Évangile de Jésus-Christ selon saint Marc 10,46-52.
Jésus et ses disciples étaient venus à Jéricho. Et tandis que Jésus sortait de Jéricho avec ses disciples et une foule nombreuse, un mendiant aveugle, Bartimée, le fils de Timée, était assis au bord de la route.
Apprenant que c'était Jésus de Nazareth, il se mit à crier : « Jésus, fils de David, aie pitié de moi ! »
Beaucoup de gens l'interpellaient vivement pour le faire taire, mais il criait de plus belle : « Fils de David, aie pitié de moi ! »
Jésus s'arrête et dit : « Appelez-le. » On appelle donc l'aveugle, et on lui dit : « Confiance, lève-toi ; il t'appelle. »
L'aveugle jeta son manteau, bondit et courut vers Jésus.
Jésus lui dit : « Que veux-tu que je fasse pour toi ? - Rabbouni, que je voie. »
Et Jésus lui dit : « Va, ta foi t'a sauvé. » Aussitôt l'homme se mit à voir, et il suivait Jésus sur la route.
Extrait de la Traduction Liturgique de la Bible - © AELF, Paris
Avec l'apôtre Jean, l'apôtre Marc me semble parmi les plus inspirés des apôtres. Mais sans doute ne dois-je pas parler ainsi: les quatre évangélistes ont été inspirés, mais de manière différente. Le dessein de Dieu n'était-il pas qu'ils deviennent chacun une image de Jésus en quatre dimensions, comme permettant de visualiser le Christ depuis les quatre points cardinaux ?
Cet Evangile est devenu l'un de mes préférés. Car la construction du texte est telle que, pour y entre, il faut vraiment réapprendre à lire. Et plus précisément, il faut glisser une part de soi-même dans la lecture si l'on veut en retirer de beaux fruits. Car plus on donne, plus on reçoit.
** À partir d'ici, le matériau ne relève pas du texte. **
//! socketon server entry point.
//!
//! Starts the hub control loop and the Axum HTTP server with the WebSocket
//! endpoint.

use tracing_subscriber::EnvFilter;

use socketon::api;
use socketon::app_state::AppState;
use socketon::config::ServerConfig;
use socketon::hub::Hub;

#[tokio::main]
async fn main() -> anyhow::Result<()> {
    // Initialize tracing
    tracing_subscriber::fmt()
        .with_env_filter(
            EnvFilter::try_from_default_env().unwrap_or_else(|_| EnvFilter::new("info")),
        )
        .init();

    // Load configuration
    let config = ServerConfig::from_env()?;
    tracing::info!(addr = %config.listen_addr, "starting socketon");

    // Build hub
    let hub = Hub::new(config.hub.clone()).with_error_observer(|connection_id, error| {
        tracing::warn!(%connection_id, %error, "dropped frame");
    });
    let handle = hub.handle();
    let hub_task = tokio::spawn(hub.start());

    // Build router
    let app = api::build_app(AppState::new(handle.clone()));

    // Start server
    let listener = tokio::net::TcpListener::bind(config.listen_addr).await?;
    tracing::info!(addr = %config.listen_addr, "server listening");

    axum::serve(listener, app)
        .with_graceful_shutdown(shutdown_signal())
        .await?;

    // Live connections are not closed here; the process exit takes them down.
    if handle.stop().await.is_ok() {
        let _ = hub_task.await;
    }

    Ok(())
}

async fn shutdown_signal() {
    if let Err(error) = tokio::signal::ctrl_c().await {
        tracing::error!(%error, "failed to listen for shutdown signal");
        std::future::pending::<()>().await;
    }
    tracing::info!("shutdown signal received");
}
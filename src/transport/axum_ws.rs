//! Adapter from an upgraded Axum [`WebSocket`] to a [`Transport`](super::Transport).

use std::pin::Pin;
use std::task::{Context, Poll};

use axum::body::Bytes;
use axum::extract::ws::{Message, WebSocket};
use futures_util::{Sink, Stream};

use super::Frame;
use crate::error::HubError;

/// An upgraded WebSocket speaking [`Frame`]s.
///
/// Text and binary messages map to data frames, ping and pong to probe
/// frames, close to [`Frame::Close`]. Pong replies to the peer's own pings
/// are queued by the WebSocket implementation and flushed with the next
/// outbound write.
#[derive(Debug)]
pub struct WsTransport {
    socket: WebSocket,
}

impl WsTransport {
    /// Wraps an upgraded socket.
    #[must_use]
    pub const fn new(socket: WebSocket) -> Self {
        Self { socket }
    }
}

impl From<Message> for Frame {
    fn from(msg: Message) -> Self {
        match msg {
            Message::Text(text) => Self::Text(text.as_str().to_owned()),
            Message::Binary(bytes) => Self::Binary(bytes.to_vec()),
            Message::Ping(bytes) => Self::Ping(bytes.to_vec()),
            Message::Pong(bytes) => Self::Pong(bytes.to_vec()),
            Message::Close(_) => Self::Close,
        }
    }
}

impl From<Frame> for Message {
    fn from(frame: Frame) -> Self {
        match frame {
            Frame::Text(text) => Self::text(text),
            Frame::Binary(bytes) => Self::Binary(Bytes::from(bytes)),
            Frame::Ping(bytes) => Self::Ping(Bytes::from(bytes)),
            Frame::Pong(bytes) => Self::Pong(Bytes::from(bytes)),
            Frame::Close => Self::Close(None),
        }
    }
}

impl Stream for WsTransport {
    type Item = Result<Frame, HubError>;

    fn poll_next(mut self: Pin<&mut Self>, cx: &mut Context<'_>) -> Poll<Option<Self::Item>> {
        Pin::new(&mut self.socket)
            .poll_next(cx)
            .map(|msg| msg.map(|res| res.map(Frame::from).map_err(HubError::from)))
    }
}

impl Sink<Frame> for WsTransport {
    type Error = HubError;

    fn poll_ready(mut self: Pin<&mut Self>, cx: &mut Context<'_>) -> Poll<Result<(), Self::Error>> {
        Pin::new(&mut self.socket)
            .poll_ready(cx)
            .map_err(HubError::from)
    }

    fn start_send(mut self: Pin<&mut Self>, item: Frame) -> Result<(), Self::Error> {
        Pin::new(&mut self.socket)
            .start_send(Message::from(item))
            .map_err(HubError::from)
    }

    fn poll_flush(mut self: Pin<&mut Self>, cx: &mut Context<'_>) -> Poll<Result<(), Self::Error>> {
        Pin::new(&mut self.socket)
            .poll_flush(cx)
            .map_err(HubError::from)
    }

    fn poll_close(mut self: Pin<&mut Self>, cx: &mut Context<'_>) -> Poll<Result<(), Self::Error>> {
        Pin::new(&mut self.socket)
            .poll_close(cx)
            .map_err(HubError::from)
    }
}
Le fils de Timée est connu de tous et pourtant nous ne savons rien de lui. C'est qu'il est caché derrière son étiquette de "mendiant aveugle". Si Marc avait écrit un "aveugle mendiant", la première déduction du lecteur eût été : il est devenu mendiant puisqu'il ne pouvait travailler étant aveugle. Eh bien non, c'est le contraire: sa cécité est liée directement à sa manière de vivre. Du point de vue juif, en tout cas ! Si Bartimée est devenue aveugle, c'est du fait qu'il ne se comportait pas en bon fils travailleur, ni en bon juif, et c'est évidemment à cause de son comportement négatif que Dieu l'a rendu aveugle.
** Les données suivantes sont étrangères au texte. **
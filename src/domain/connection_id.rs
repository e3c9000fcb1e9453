//! Type-safe connection identifier.
//!
//! [`ConnectionId`] is a newtype wrapper around [`uuid::Uuid`] (v4) so that
//! connection identities cannot be confused with other UUIDs carried in
//! message payloads.

use std::fmt;
use std::str::FromStr;

use serde::{Deserialize, Serialize};

/// Unique identity of a live connection.
///
/// Generated once when a transport is accepted and immutable thereafter.
/// Used as the membership key inside the hub and as the `Emit` target.
#[derive(Debug, Clone, Copy, PartialEq, Eq, Hash, PartialOrd, Ord, Serialize, Deserialize)]
#[serde(transparent)]
pub struct ConnectionId(uuid::Uuid);

impl ConnectionId {
    /// Creates a new random `ConnectionId` (UUID v4).
    #[must_use]
    pub fn new() -> Self {
        Self(uuid::Uuid::new_v4())
    }

    /// Creates a `ConnectionId` from an existing [`uuid::Uuid`].
    #[must_use]
    pub const fn from_uuid(uuid: uuid::Uuid) -> Self {
        Self(uuid)
    }

    /// Returns the inner [`uuid::Uuid`].
    #[must_use]
    pub const fn as_uuid(&self) -> &uuid::Uuid {
        &self.0
    }
}

impl Default for ConnectionId {
    fn default() -> Self {
        Self::new()
    }
}

impl fmt::Display for ConnectionId {
    fn fmt(&self, f: &mut fmt::Formatter<'_>) -> fmt::Result {
        write!(f, "{}", self.0)
    }
}

impl FromStr for ConnectionId {
    type Err = uuid::Error;

    fn from_str(s: &str) -> Result<Self, Self::Err> {
        s.parse().map(Self)
    }
}

impl From<uuid::Uuid> for ConnectionId {
    fn from(uuid: uuid::Uuid) -> Self {
        Self(uuid)
    }
}

impl From<ConnectionId> for uuid::Uuid {
    fn from(id: ConnectionId) -> Self {
        id.0
    }
}
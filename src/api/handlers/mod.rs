//! HTTP endpoint handlers.

pub mod system;
//! The action/payload envelope exchanged between connections.

use serde::{Deserialize, Serialize};

/// Unit of exchange: an action name plus an opaque payload.
///
/// The hub never interprets `data`; it is carried as a
/// [`serde_json::Value`] so any structurally-typed payload round-trips.
/// On the wire the fields are named `"a"` and `"d"`.
#[derive(Debug, Clone, PartialEq, Serialize, Deserialize)]
pub struct Message {
    #[serde(rename = "a")]
    action: String,
    #[serde(rename = "d", default)]
    data: serde_json::Value,
}

impl Message {
    /// Creates a new envelope.
    #[must_use]
    pub fn new(action: impl Into<String>, data: impl Into<serde_json::Value>) -> Self {
        Self {
            action: action.into(),
            data: data.into(),
        }
    }

    /// Returns the action name used to select a handler.
    #[must_use]
    pub fn action(&self) -> &str {
        &self.action
    }

    /// Returns the opaque payload.
    #[must_use]
    pub const fn data(&self) -> &serde_json::Value {
        &self.data
    }

    /// Splits the envelope into action and payload.
    #[must_use]
    pub fn into_parts(self) -> (String, serde_json::Value) {
        (self.action, self.data)
    }
}

#[cfg(test)]
mod tests {
    use super::*;
    use serde_json::json;

    #[test]
    fn uses_short_wire_keys() {
        let msg = Message::new("x", "hi");
        let json = serde_json::to_value(&msg).unwrap_or_default();
        assert_eq!(json, json!({"a": "x", "d": "hi"}));
    }

    #[test]
    fn missing_payload_decodes_as_null() {
        let msg: Option<Message> = serde_json::from_str(r#"{"a":"ping"}"#).ok();
        assert_eq!(msg.map(|m| m.data().is_null()), Some(true));
    }

    #[test]
    fn into_parts_returns_fields() {
        let (action, data) = Message::new("y", 1).into_parts();
        assert_eq!(action, "y");
        assert_eq!(data, json!(1));
    }
}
Cependant, puni ou pas, à l'instant même où Bartimée entend que c'est Jésus de Nazareth qui va passer, un fol espoir rejaillit en lui. Il se met à pousser un cri que les catholiques orthodoxes n'ont jamais cessé de reprendre en choeur: "Jésus, fils de David, aie pitié de moi !" Et il crie d'autant plus qu'on veut le faire taire: "Jésus, fils de David, aie pitié de moi !" (Hélas, si seulement, nous savions tous crier ainsi vers le Christ !!!) Jésus n'est pas sourd, il avait entendu le cri de Bartimée avant même qu'il monte de son coeur à sa bouche - mais il convient d'abord que les hommes prennent vraiment conscience de l'état de malheur et de misère dans lequel le péché les plonge, et qu'ils demandent la miséricorde de toutes leurs forces.
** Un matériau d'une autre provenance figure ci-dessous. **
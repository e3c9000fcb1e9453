//! The hub control loop: sole owner of the live-connection set.
//!
//! [`Hub`] keeps membership in a plain `HashMap` that only its control
//! loop touches. Registration, deregistration, lookups and enumeration
//! all arrive as [`HubRequest`]s over one channel and are processed one
//! at a time, so no lock guards the map and a broadcast never iterates
//! a set that is being mutated.
//!
//! # Shutdown
//!
//! [`HubHandle::stop`] ends the control loop and nothing else. Connections
//! that are live at that point are not closed; they keep pumping until
//! their own transport fails, and their deregistration requests are lost.

use std::collections::HashMap;
use std::sync::Arc;

use tokio::sync::{mpsc, oneshot};

use super::handle::HubHandle;
use super::queue::OutboundQueue;
use crate::config::HubConfig;
use crate::domain::{Codec, ConnectionId, JsonCodec};
use crate::error::HubError;

/// Membership entry for one live connection.
#[derive(Debug)]
pub(crate) struct Member {
    queue: OutboundQueue,
    closer: oneshot::Sender<()>,
}

impl Member {
    pub(crate) const fn new(queue: OutboundQueue, closer: oneshot::Sender<()>) -> Self {
        Self { queue, closer }
    }

    /// Closes the connection's outbound queue. Consumes the entry, so it
    /// can happen at most once.
    fn close(self) {
        let _ = self.closer.send(());
    }
}

/// Requests processed by the control loop.
#[derive(Debug)]
pub(crate) enum HubRequest {
    Register {
        id: ConnectionId,
        member: Member,
        ack: oneshot::Sender<()>,
    },
    Unregister {
        id: ConnectionId,
    },
    Lookup {
        id: ConnectionId,
        reply: oneshot::Sender<Option<OutboundQueue>>,
    },
    Peers {
        except: ConnectionId,
        reply: oneshot::Sender<Vec<OutboundQueue>>,
    },
    Members {
        reply: oneshot::Sender<Vec<ConnectionId>>,
    },
    Stop,
}

/// Registry of live connections.
///
/// Create it, take a [`HubHandle`] with [`Hub::handle`], then drive the
/// control loop with [`Hub::start`]:
///
/// ```no_run
/// # async fn run() {
/// use socketon::config::HubConfig;
/// use socketon::hub::Hub;
///
/// let hub = Hub::new(HubConfig::default());
/// let handle = hub.handle();
/// tokio::spawn(hub.start());
/// # let _ = handle.stop().await;
/// # }
/// ```
#[derive(Debug)]
pub struct Hub {
    requests: mpsc::Receiver<HubRequest>,
    handle: HubHandle,
    members: HashMap<ConnectionId, Member>,
}

impl Hub {
    /// Allocates an empty membership set and the control channel.
    #[must_use]
    pub fn new(config: HubConfig) -> Self {
        let (tx, requests) = mpsc::channel(config.control_capacity.max(1));
        let codec: Arc<dyn Codec> = Arc::new(JsonCodec);
        Self {
            requests,
            handle: HubHandle::new(tx, Arc::new(config), codec),
            members: HashMap::new(),
        }
    }

    /// Replaces the wire codec used by connections of this hub.
    #[must_use]
    pub fn with_codec(mut self, codec: Arc<dyn Codec>) -> Self {
        self.handle.set_codec(codec);
        self
    }

    /// Installs a callback for frames that are dropped silently.
    ///
    /// Without an observer, decode failures, encode failures and full
    /// queues are only traced at `debug` level.
    #[must_use]
    pub fn with_error_observer<F>(mut self, observer: F) -> Self
    where
        F: Fn(ConnectionId, &HubError) + Send + Sync + 'static,
    {
        self.handle.set_observer(Arc::new(observer));
        self
    }

    /// Returns a request handle. [`Hub::start`] consumes the hub, so take
    /// handles before starting it and clone them from there.
    #[must_use]
    pub fn handle(&self) -> HubHandle {
        self.handle.clone()
    }

    /// Runs the control loop until a stop request arrives or every
    /// [`HubHandle`] has been dropped.
    pub async fn start(self) {
        let Self {
            mut requests,
            handle,
            mut members,
        } = self;
        // The loop must not keep its own channel open.
        drop(handle);

        tracing::info!("hub control loop started");
        while let Some(request) = requests.recv().await {
            match request {
                HubRequest::Register { id, member, ack } => {
                    members.insert(id, member);
                    tracing::debug!(connection_id = %id, members = members.len(), "connection registered");
                    let _ = ack.send(());
                }
                HubRequest::Unregister { id } => {
                    if let Some(member) = members.remove(&id) {
                        member.close();
                        tracing::debug!(connection_id = %id, members = members.len(), "connection unregistered");
                    }
                }
                HubRequest::Lookup { id, reply } => {
                    let _ = reply.send(members.get(&id).map(|m| m.queue.clone()));
                }
                HubRequest::Peers { except, reply } => {
                    let peers = members
                        .iter()
                        .filter(|(id, _)| **id != except)
                        .map(|(_, m)| m.queue.clone())
                        .collect();
                    let _ = reply.send(peers);
                }
                HubRequest::Members { reply } => {
                    let _ = reply.send(members.keys().copied().collect());
                }
                HubRequest::Stop => break,
            }
        }
        tracing::info!(members = members.len(), "hub control loop stopped");
    }
}

#[cfg(test)]
#[allow(clippy::panic)]
mod tests {
    use std::time::Duration;

    use super::*;
    use crate::hub::queue;
    use tokio::time::timeout;

    fn member(id: ConnectionId) -> (Member, queue::OutboundReceiver, oneshot::Receiver<()>) {
        let config = HubConfig {
            queue_capacity: 1,
            ..HubConfig::default()
        };
        let (q, rx) = queue::channel(id, &config);
        let (closer, closed) = oneshot::channel();
        (Member::new(q, closer), rx, closed)
    }

    fn spawn_hub() -> (HubHandle, tokio::task::JoinHandle<()>) {
        let hub = Hub::new(HubConfig::default());
        let handle = hub.handle();
        (handle, tokio::spawn(hub.start()))
    }

    #[tokio::test]
    async fn new_hub_is_empty() {
        let (handle, _task) = spawn_hub();
        let Ok(members) = handle.members().await else {
            panic!("hub should answer");
        };
        assert!(members.is_empty());
    }

    #[tokio::test]
    async fn register_is_visible_to_lookup() {
        let (handle, _task) = spawn_hub();
        let id = ConnectionId::new();
        let (m, _rx, _closed) = member(id);

        assert!(handle.register(id, m).await.is_ok());
        let Ok(Some(found)) = handle.lookup(id).await else {
            panic!("registered connection should be found");
        };
        assert_eq!(found.owner(), id);
        assert_eq!(handle.contains(id).await, Ok(true));
    }

    #[tokio::test]
    async fn unregister_removes_and_closes_once() {
        let (handle, _task) = spawn_hub();
        let id = ConnectionId::new();
        let (m, _rx, closed) = member(id);
        assert!(handle.register(id, m).await.is_ok());

        assert!(handle.unregister(id).await.is_ok());
        let Ok(Ok(())) = timeout(Duration::from_secs(1), closed).await else {
            panic!("closer should fire on unregister");
        };
        assert_eq!(handle.contains(id).await, Ok(false));

        // Second unregister is a no-op.
        assert!(handle.unregister(id).await.is_ok());
        assert_eq!(handle.members().await, Ok(Vec::new()));
    }

    #[tokio::test]
    async fn unregister_unknown_is_noop() {
        let (handle, _task) = spawn_hub();
        let id = ConnectionId::new();
        let (m, _rx, _closed) = member(id);
        assert!(handle.register(id, m).await.is_ok());

        assert!(handle.unregister(ConnectionId::new()).await.is_ok());
        assert_eq!(handle.members().await, Ok(vec![id]));
    }

    #[tokio::test]
    async fn peers_excludes_requester() {
        let (handle, _task) = spawn_hub();
        let ids = [ConnectionId::new(), ConnectionId::new(), ConnectionId::new()];
        let mut keep = Vec::new();
        for id in ids {
            let (m, rx, closed) = member(id);
            keep.push((rx, closed));
            assert!(handle.register(id, m).await.is_ok());
        }

        let [sender, b, c] = ids;
        let Ok(peers) = handle.peers(sender).await else {
            panic!("hub should answer");
        };
        let mut owners: Vec<_> = peers.iter().map(OutboundQueue::owner).collect();
        owners.sort();
        let mut expected = vec![b, c];
        expected.sort();
        assert_eq!(owners, expected);
    }

    #[tokio::test]
    async fn stop_ends_loop_and_rejects_requests() {
        let (handle, task) = spawn_hub();
        assert!(handle.stop().await.is_ok());
        let Ok(Ok(())) = timeout(Duration::from_secs(1), task).await else {
            panic!("control loop should exit after stop");
        };
        assert_eq!(handle.members().await, Err(HubError::HubStopped));
        assert_eq!(handle.stop().await, Err(HubError::HubStopped));
    }

    #[tokio::test]
    async fn stop_does_not_close_live_members() {
        let (handle, task) = spawn_hub();
        let id = ConnectionId::new();
        let (m, _rx, closed) = member(id);
        assert!(handle.register(id, m).await.is_ok());

        assert!(handle.stop().await.is_ok());
        let _ = timeout(Duration::from_secs(1), task).await;

        // The closer is dropped, never fired.
        assert!(closed.await.is_err());
    }

    #[tokio::test]
    async fn loop_exits_when_all_handles_dropped() {
        let (handle, task) = spawn_hub();
        drop(handle);
        assert!(timeout(Duration::from_secs(1), task).await.is_ok());
    }
}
A partir de là, tout va très vite. Le mendiant ne mendiera plus jamais. Tout aveugle qu'il est encore, il jette derrière lui son manteau (ce qui lui restait de fausse pudeur, c'est à dire aussi : "toute honte bue") et il bondit dans le noir absolu vers la voix qui l'appelle.
Mais pourquoi Jésus demande-t-il à un aveugle ce qu'il désire ? Est-ce donc que Jésus n'est pas aussi omniscient qu'on nous le dit, pour poser une telle question, devant l'évidence ? La vérité, c'est que Jésus va voiler la guérison de l'âme par la guérison du corps.
Car lorsque Bartimée recouvre la vue, non seulement il a cessé d'être aveugle, mais son âme elle aussi s'est ouverte à la Lumière. Ce dernier point, je le constate à l'emploi des temps dans le texte: "Il se mit à voir" (passé simple: temps précis du passé) "et il suivait Jésus".
Marc est le champion des discours brefs. Son écriture est comme un condensé de poudre de lait - qui aurait besoin de notre propre eau pour devenir une vraie nourriture et une vraie boisson. Bel Evangile, formidable réserve de richesse, de beauté et de puissance en quelques mots.[/color]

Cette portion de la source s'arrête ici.